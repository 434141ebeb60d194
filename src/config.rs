//! TOML-based configuration.
//!
//! All of the engine's textual knobs live here, with defaults matching the
//! monitoring system this tool was built against. A config file is optional;
//! every field may be omitted.
//!
//! Example configuration:
//! ```toml
//! [rewrite]
//! separator = "--NEXT_QUERY"
//! lookup_function = "json_build_array"
//! lookup_marker = "get-indicator-value"
//! alias_prefix = "ind"
//! reference_prefix = "i"
//!
//! [inline]
//! year_function = "monitoring.indicator_value_on_year"
//! period_function = "monitoring.indicator_value_on_period"
//!
//! [schema]
//! measure_table = "monitoring.measure"
//! indicator_table = "monitoring.indicator"
//! ```

use serde::{Deserialize, Serialize};
use std::fs;
use std::path::{Path, PathBuf};

/// Error type for settings.
#[derive(Debug, thiserror::Error)]
pub enum SettingsError {
    #[error("Config file not found: {0}")]
    FileNotFound(PathBuf),

    #[error("Failed to read config file: {0}")]
    ReadError(#[from] std::io::Error),

    #[error("Failed to parse config file: {0}")]
    ParseError(#[from] toml::de::Error),
}

/// Root configuration structure.
#[derive(Debug, Clone, Default, Deserialize, Serialize)]
#[serde(default)]
pub struct Settings {
    /// Query-rewriter knobs.
    pub rewrite: RewriteSettings,

    /// Direct-inliner knobs.
    pub inline: InlineSettings,

    /// Table names used in generated blocks.
    pub schema: SchemaSettings,
}

/// Knobs for the formula-expanding query rewriter.
#[derive(Debug, Clone, Deserialize, Serialize)]
#[serde(default)]
pub struct RewriteSettings {
    /// Token separating query units in the SQL document.
    pub separator: String,

    /// Function head of a lookup call site.
    pub lookup_function: String,

    /// First-argument literal identifying a lookup call.
    pub lookup_marker: String,

    /// Alias prefix for materialized indicator values (`AS ind<code>`).
    pub alias_prefix: String,

    /// Reference prefix inside formulas (`i<code>`).
    pub reference_prefix: String,
}

impl Default for RewriteSettings {
    fn default() -> Self {
        Self {
            separator: "--NEXT_QUERY".to_string(),
            lookup_function: "json_build_array".to_string(),
            lookup_marker: "get-indicator-value".to_string(),
            alias_prefix: "ind".to_string(),
            reference_prefix: "i".to_string(),
        }
    }
}

/// Knobs for the direct (no-expansion) inliner.
#[derive(Debug, Clone, Deserialize, Serialize)]
#[serde(default)]
pub struct InlineSettings {
    /// Lookup-by-year function replaced in place.
    pub year_function: String,

    /// Lookup-by-period function replaced in place.
    pub period_function: String,
}

impl Default for InlineSettings {
    fn default() -> Self {
        Self {
            year_function: "monitoring.indicator_value_on_year".to_string(),
            period_function: "monitoring.indicator_value_on_period".to_string(),
        }
    }
}

/// Schema-qualified table names referenced by generated blocks.
#[derive(Debug, Clone, Deserialize, Serialize)]
#[serde(default)]
pub struct SchemaSettings {
    /// Stored-measurement table.
    pub measure_table: String,

    /// Indicator dictionary table.
    pub indicator_table: String,
}

impl Default for SchemaSettings {
    fn default() -> Self {
        Self {
            measure_table: "monitoring.measure".to_string(),
            indicator_table: "monitoring.indicator".to_string(),
        }
    }
}

impl Settings {
    /// Load settings from a TOML file.
    pub fn load(path: &Path) -> Result<Self, SettingsError> {
        if !path.exists() {
            return Err(SettingsError::FileNotFound(path.to_path_buf()));
        }
        let content = fs::read_to_string(path)?;
        let settings: Settings = toml::from_str(&content)?;
        Ok(settings)
    }
}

WHAT YOU HAVE TO DO:
Lines holding "separator" in the material above are to be reported.

ANSWER SPACE:
//! separator = "--NEXT_QUERY"
    pub separator: String,
            separator: "--NEXT_QUERY".to_string(),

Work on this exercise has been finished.